# water changes



## munky2000r (Sep 15, 2003)

how do u do water changes w/ a SW tank? do u wait for the water to evoprate and add freshwater? or change the SW w/ new SW?


----------



## Fallenangel0210 (Dec 15, 2003)

for saltwater tanks, it's important to frequently (at least every month) take out some of your tank salt water and add fresh declorinated salt water. between water changes you may find that you need to add declorinated fresh water because of evaporation...
but if you only add the fresh water, and don't add new salt water, the trace elements contained in the salt will all be consumed. thats why water changes are important, even if your water parameters are good

fyi- when you do water changes, check your salinity using a hydrometer, you will likely find that your salinity has rose because of evaporatin, so you will want to add saltwater that has a slightly lower salinity to your tank, and remember to always mix water in buckets or containers outside of the aquarium so you can correctly adjust the salinity (add more salt if you want a higher salinity, or add more declorinated fresh water if you want a lower salinity)


----------



## sweet lu (Oct 3, 2003)

so to make it simple when you do a water change. befor eyou take out the water the hydrometer says that it is 5 and when you take out the water and add new water do you want the new water to be 5 or lower or something.

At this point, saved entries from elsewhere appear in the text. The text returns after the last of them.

//! Chat messages exchanged with generation providers.

use serde::{Deserialize, Serialize};

/// Author of a [`ChatMessage`].
#[derive(Debug, Clone, Copy, PartialEq, Eq, Hash, Serialize, Deserialize)]
#[serde(rename_all = "lowercase")]
pub enum Role {
    System,
    User,
    Assistant,
    Tool,
}

impl Role {
    /// The wire name of the role.
    pub fn as_str(&self) -> &'static str {
        match self {
            Self::System => "system",
            Self::User => "user",
            Self::Assistant => "assistant",
            Self::Tool => "tool",
        }
    }
}

impl std::fmt::Display for Role {
    fn fmt(&self, f: &mut std::fmt::Formatter<'_>) -> std::fmt::Result {
        f.write_str(self.as_str())
    }
}

/// One turn of a conversation.
#[derive(Debug, Clone, PartialEq, Eq, Serialize, Deserialize)]
pub struct ChatMessage {
    pub role: Role,
    pub content: String,
}

impl ChatMessage {
    pub fn new(role: Role, content: impl Into<String>) -> Self {
        Self { role, content: content.into() }
    }

    pub fn system(content: impl Into<String>) -> Self {
        Self::new(Role::System, content)
    }

    pub fn user(content: impl Into<String>) -> Self {
        Self::new(Role::User, content)
    }

    pub fn assistant(content: impl Into<String>) -> Self {
        Self::new(Role::Assistant, content)
    }
}

#[cfg(test)]
mod tests {
    use super::*;

    #[test]
    fn serializes_in_chat_completions_shape() {
        let json = serde_json::to_value(ChatMessage::system("Be brief.")).unwrap();
        assert_eq!(json, serde_json::json!({ "role": "system", "content": "Be brief." }));
    }

    #[test]
    fn roles_round_trip_through_wire_names() {
        for role in [Role::System, Role::User, Role::Assistant, Role::Tool] {
            let encoded = serde_json::to_string(&role).unwrap();
            assert_eq!(encoded, format!("\"{role}\""));
        }
    }
}
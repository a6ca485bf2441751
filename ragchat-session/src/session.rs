//! The chat session state machine.
//!
//! One [`ChatSession`] drives one conversation: optional ingestion, query
//! embedding, vector search, prompt assembly, generation and history update,
//! always in that order.
//!
//! # Example
//!
//! ```rust,ignore
//! use ragchat_session::{ChatRequest, ChatSession, ConversationState, Generator, SessionServices};
//!
//! let services = SessionServices::new(retrieval, Generator::Local(model));
//! let mut session = ChatSession::new("session-1", ConversationState::local(), services)?;
//! let reply = session.respond(ChatRequest::new("How did Zomato shares do?")).await?;
//! ```

use std::sync::Arc;
use std::time::Duration;

use ragchat_model::{ChatMessage, ChatModel, ModelError, ThreadedChatModel};
use ragchat_retrieval::{IngestionPipeline, RetrievalPipeline};
use tracing::{Instrument, debug, error, info, info_span, warn};

use crate::error::{Result, SessionError};
use crate::phase::{PhaseHandle, SessionPhase};
use crate::prompt::ContextBuilder;
use crate::state::{ConversationMode, ConversationState};

/// Default upper bound for one generation call.
pub const DEFAULT_GENERATION_TIMEOUT: Duration = Duration::from_secs(60);

/// The generation provider of a session, matching its [`ConversationMode`].
#[derive(Clone)]
pub enum Generator {
    /// Stateless completions over locally kept history.
    Local(Arc<dyn ChatModel>),
    /// Provider-side threads.
    Remote(Arc<dyn ThreadedChatModel>),
}

impl Generator {
    pub fn mode(&self) -> ConversationMode {
        match self {
            Self::Local(_) => ConversationMode::History,
            Self::Remote(_) => ConversationMode::Thread,
        }
    }

    pub fn name(&self) -> &str {
        match self {
            Self::Local(model) => model.name(),
            Self::Remote(model) => model.name(),
        }
    }
}

impl std::fmt::Debug for Generator {
    fn fmt(&self, f: &mut std::fmt::Formatter<'_>) -> std::fmt::Result {
        f.debug_tuple("Generator").field(&self.mode()).field(&self.name()).finish()
    }
}

/// The components every session of a process shares.
#[derive(Clone)]
pub struct SessionServices {
    pub retrieval: Arc<RetrievalPipeline>,
    pub ingestion: Option<Arc<IngestionPipeline>>,
    pub generator: Generator,
    pub prompt: ContextBuilder,
    pub generation_timeout: Duration,
}

impl SessionServices {
    /// Services without request-time ingestion, with the default prompt and timeout.
    pub fn new(retrieval: Arc<RetrievalPipeline>, generator: Generator) -> Self {
        Self {
            retrieval,
            ingestion: None,
            generator,
            prompt: ContextBuilder::default(),
            generation_timeout: DEFAULT_GENERATION_TIMEOUT,
        }
    }

    pub fn with_ingestion(mut self, ingestion: Arc<IngestionPipeline>) -> Self {
        self.ingestion = Some(ingestion);
        self
    }

    pub fn with_prompt(mut self, prompt: ContextBuilder) -> Self {
        self.prompt = prompt;
        self
    }

    pub fn with_generation_timeout(mut self, timeout: Duration) -> Self {
        self.generation_timeout = timeout;
        self
    }
}

/// One user turn.
#[derive(Debug, Clone, PartialEq, Eq)]
pub struct ChatRequest {
    pub message: String,
    /// Sources to ingest before answering; failures are logged, not fatal.
    pub sources: Vec<String>,
}

impl ChatRequest {
    pub fn new(message: impl Into<String>) -> Self {
        Self { message: message.into(), sources: Vec::new() }
    }

    pub fn with_sources(mut self, sources: impl IntoIterator<Item = impl Into<String>>) -> Self {
        self.sources = sources.into_iter().map(Into::into).collect();
        self
    }
}

/// A single conversation and its request state machine.
///
/// `respond` takes `&mut self`, so one session can only serve one request at
/// a time; callers sharing a session put it behind a mutex (see
/// [`SessionManager`](crate::SessionManager)).
pub struct ChatSession {
    id: String,
    state: ConversationState,
    services: SessionServices,
    phase: PhaseHandle,
}

impl std::fmt::Debug for ChatSession {
    fn fmt(&self, f: &mut std::fmt::Formatter<'_>) -> std::fmt::Result {
        f.debug_struct("ChatSession")
            .field("id", &self.id)
            .field("state", &self.state)
            .field("generator", &self.services.generator)
            .field("phase", &self.phase.get())
            .finish()
    }
}

impl ChatSession {
    /// Create a session over `state`.
    ///
    /// # Errors
    ///
    /// [`SessionError::ModeMismatch`] if `state` and the generator disagree
    /// on where history is kept.
    pub fn new(
        id: impl Into<String>,
        state: ConversationState,
        services: SessionServices,
    ) -> Result<Self> {
        let id = id.into();
        if state.mode() != services.generator.mode() {
            return Err(SessionError::ModeMismatch { session_id: id });
        }
        Ok(Self { id, state, services, phase: PhaseHandle::default() })
    }

    pub fn id(&self) -> &str {
        &self.id
    }

    pub fn state(&self) -> &ConversationState {
        &self.state
    }

    pub fn phase(&self) -> SessionPhase {
        self.phase.get()
    }

    /// A handle that observes this session's phase without locking it.
    pub fn phase_handle(&self) -> PhaseHandle {
        self.phase.clone()
    }

    /// Answer `request`.
    ///
    /// On success the templated user prompt and the reply are appended to
    /// local history. On any error the history is unchanged and the session
    /// is back in [`SessionPhase::Idle`].
    pub async fn respond(&mut self, request: ChatRequest) -> Result<String> {
        let span = info_span!("chat_session.respond", session.id = %self.id);
        self.respond_inner(request).instrument(span).await
    }

    async fn respond_inner(&mut self, request: ChatRequest) -> Result<String> {
        let query = request.message.trim();
        if query.is_empty() {
            return Err(SessionError::Validation("Message is required".to_string()));
        }

        let phase = self.phase.clone();
        let guard = phase.enter(SessionPhase::AwaitingEmbedding);

        if !request.sources.is_empty() {
            self.ingest(&request.sources).await;
        }

        let retrieval = &self.services.retrieval;
        let vector = retrieval.embed_query(query).await?;

        guard.advance(SessionPhase::AwaitingRetrieval);
        let config = retrieval.config();
        let retrieved =
            retrieval.search(&vector, config.top_k, config.similarity_threshold).await?;
        debug!(
            result_count = retrieved.len(),
            top_similarity = retrieved.first().map(|r| r.similarity),
            "context retrieved"
        );

        let messages = self.services.prompt.build_prompt(query, &retrieved, &self.state);

        guard.advance(SessionPhase::AwaitingGeneration);
        let reply = self.generate(&messages).await?;

        if let ConversationState::Local { turns } = &mut self.state {
            if let Some(prompt) = messages.last() {
                turns.push(prompt.clone());
            }
            turns.push(ChatMessage::assistant(&reply));
        }

        info!(
            generator = self.services.generator.name(),
            context_documents = retrieved.len(),
            reply_len = reply.len(),
            "request completed"
        );
        Ok(reply)
    }

    async fn ingest(&self, sources: &[String]) {
        let Some(ingestion) = &self.services.ingestion else {
            warn!(source_count = sources.len(), "request sources ignored, no ingestion pipeline");
            return;
        };
        let report = ingestion.ingest_batch(sources).await;
        if report.failed() > 0 {
            warn!(
                stored = report.stored(),
                failed = report.failed(),
                "some request sources were not ingested"
            );
        }
    }

    async fn generate(&self, messages: &[ChatMessage]) -> Result<String> {
        let timeout = self.services.generation_timeout;
        let generator = &self.services.generator;

        let call = async {
            match (generator, &self.state) {
                (Generator::Local(model), ConversationState::Local { .. }) => {
                    model.complete(messages).await
                }
                (Generator::Remote(model), ConversationState::Remote { thread_id }) => {
                    let prompt = messages.last().map(|m| m.content.as_str()).unwrap_or_default();
                    model.send(thread_id, prompt).await
                }
                _ => Err(ModelError::Config("conversation mode does not match generator".into())),
            }
        };

        let reply = match tokio::time::timeout(timeout, call).await {
            Ok(result) => result,
            Err(_) => Err(ModelError::unavailable(
                generator.name(),
                format!("no response within {timeout:?}"),
            )),
        };

        reply.map_err(|e| {
            error!(generator = generator.name(), error = %e, "generation failed");
            SessionError::Generation(e)
        })
    }
}
//! Prompt assembly from retrieved context and conversation history.

use ragchat_model::ChatMessage;
use ragchat_retrieval::ScoredDocument;

use crate::state::ConversationState;

/// System instruction used when none is configured.
pub const DEFAULT_SYSTEM_INSTRUCTION: &str = "You are a helpful assistant.";

/// Context text used when retrieval found nothing.
pub const NO_CONTEXT: &str = "No relevant context found.";

/// How retrieved documents become the prompt context.
#[derive(Debug, Clone, PartialEq, Eq, Default)]
pub enum ContextSelection {
    /// Only the highest-scoring document.
    #[default]
    TopOne,
    /// Every retrieved document, in rank order, joined by `separator`.
    Concatenate { separator: String },
}

/// Builds the message list sent to a generation provider.
///
/// The user message always follows this template:
///
/// ```text
/// You are an AI assistant. Use the following context to answer the question.
///
/// Context: {context}
///
/// Question: {query}
///
/// Answer:
/// ```
#[derive(Debug, Clone)]
pub struct ContextBuilder {
    system_instruction: String,
    selection: ContextSelection,
    history_limit: Option<usize>,
}

impl Default for ContextBuilder {
    fn default() -> Self {
        Self {
            system_instruction: DEFAULT_SYSTEM_INSTRUCTION.to_string(),
            selection: ContextSelection::TopOne,
            history_limit: None,
        }
    }
}

impl ContextBuilder {
    pub fn new() -> Self {
        Self::default()
    }

    pub fn with_system_instruction(mut self, instruction: impl Into<String>) -> Self {
        self.system_instruction = instruction.into();
        self
    }

    pub fn with_selection(mut self, selection: ContextSelection) -> Self {
        self.selection = selection;
        self
    }

    /// Only replay the last `turns` history messages.
    pub fn with_history_limit(mut self, turns: usize) -> Self {
        self.history_limit = Some(turns);
        self
    }

    pub fn system_instruction(&self) -> &str {
        &self.system_instruction
    }

    /// The context text for `retrieved`, which must be ranked best first.
    pub fn select_context(&self, retrieved: &[ScoredDocument]) -> String {
        let Some(best) = retrieved.first() else {
            return NO_CONTEXT.to_string();
        };
        match &self.selection {
            ContextSelection::TopOne => best.document.text.clone(),
            ContextSelection::Concatenate { separator } => retrieved
                .iter()
                .map(|r| r.document.text.as_str())
                .collect::<Vec<_>>()
                .join(separator),
        }
    }

    /// Fill the user prompt template.
    pub fn user_prompt(&self, query: &str, context: &str) -> String {
        format!(
            "You are an AI assistant. Use the following context to answer the question.\n\n\
             Context: {context}\n\n\
             Question: {query}\n\n\
             Answer:"
        )
    }

    /// System instruction, prior local turns (if any), then the templated
    /// user message.
    ///
    /// The last message is always the user prompt. Remote-thread state
    /// contributes no turns.
    pub fn build_prompt(
        &self,
        query: &str,
        retrieved: &[ScoredDocument],
        history: &ConversationState,
    ) -> Vec<ChatMessage> {
        let context = self.select_context(retrieved);
        let turns = history.turns();
        let skip = self.history_limit.map_or(0, |limit| turns.len().saturating_sub(limit));

        let mut messages = Vec::with_capacity(turns.len() - skip + 2);
        messages.push(ChatMessage::system(&self.system_instruction));
        messages.extend(turns[skip..].iter().cloned());
        messages.push(ChatMessage::user(self.user_prompt(query, &context)));
        messages
    }
}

and can you just add freashwater and add the slat later to see what you salinity is before you add salt.

thanks


----------



## Fallenangel0210 (Dec 15, 2003)

I donno exactly what ya mean 5- are you just using that abstractly, like salinity x







you want to keep your specific gravity between 1.019-1.025 or salinity ppt 26-34 (hydrometers usually measure both ways) keep it on the higher end of the spectrum for inverts.
ex- say you want to keep your salinity at 27 ppt. you set up your tank (the only time you can mix salt inside the tankis when it's new, when there are no animals in the tank) and have the salinity of 27ppt. after a month, you test your water, see that you cycle is complete and want to do a water change. you take out 20 percent or so, then check the salinity of your tank it's rose to like 33ppt because of water evaporation. so you mix up declorinated fresh water and salt in buckets and set your salinity in the buckets around 23. so that when you add it to your tank, you'll bring your salinity level back to around 27

don't mix salt in the aquarium, it can burn the fish and stress them out if the salinity levels jump around to much, to frequently


----------